The report, which the organization presented in Brussels, makes particular mention of the world's most populous country, China, which is not only a significant political force, but even more powerful in the economic sphere. Many countries want to collaborate with China and are capable of "shutting their eyes" to the fact that human rights continue to be violated there. Human Rights Watch expressed its appreciation to the Norwegian Nobel Prize committee for deciding to award the Nobel Peace Prize to the imprisoned dissident and literary critic Liu Xiaobo.
The European Union has also become a target of criticism even though the organization itself takes great pride in advocating for human rights. Human Rights Watch criticizes the EU for the numerous cases of discrimination that occur in its Member States against Muslims, the Roma, and other minorities. Moreover, Human Rights Watch says the EU and its Member States should demonstrate greater political will to make sure their opinions on the issue of discrimination sound the same at home as they do abroad. "The EU's 'constructive dialogues' are among the worst examples of this global trend," said Human Rights Watch Executive Director Kenneth Roth in a statement issued along with the report, referring to a term used gladly and often in EU foreign policy.
The activists are not claiming that the EU and other players are not making themselves heard on human rights. International pressure does exist, but it is aimed mainly at the governments of countries where the extent of human rights violations exceeds other interests that might be at play, such as Iran, North Korea, or Zimbabwe. "When the EU makes a declaration of concern about human rights, it is often not backed up by any targeted strategy for change," the organization's declaration says.

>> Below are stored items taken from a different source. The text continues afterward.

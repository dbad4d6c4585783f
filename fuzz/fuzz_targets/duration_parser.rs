#![no_main]

use libfuzzer_sys::fuzz_target;
use stepwise::time_value::parse_duration_str;

fuzz_target!(|data: &[u8]| {
    // Any text either parses to seconds or yields a format error; never panics
    if let Ok(input) = std::str::from_utf8(data) {
        let _ = parse_duration_str(input);
    }
});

The extensive report, almost 650 pages long, does not specifically focus on the Czech Republic. Some EU Member States, however, are made examples of. France is criticized for the way it approached its recent controversial plans for deporting Roma from Eastern Europe. "The credibility of the EU as a force for human rights around the world consists in its willingness to concern itself with human rights abuses in its own Member States," reads the Human Rights Watch statement.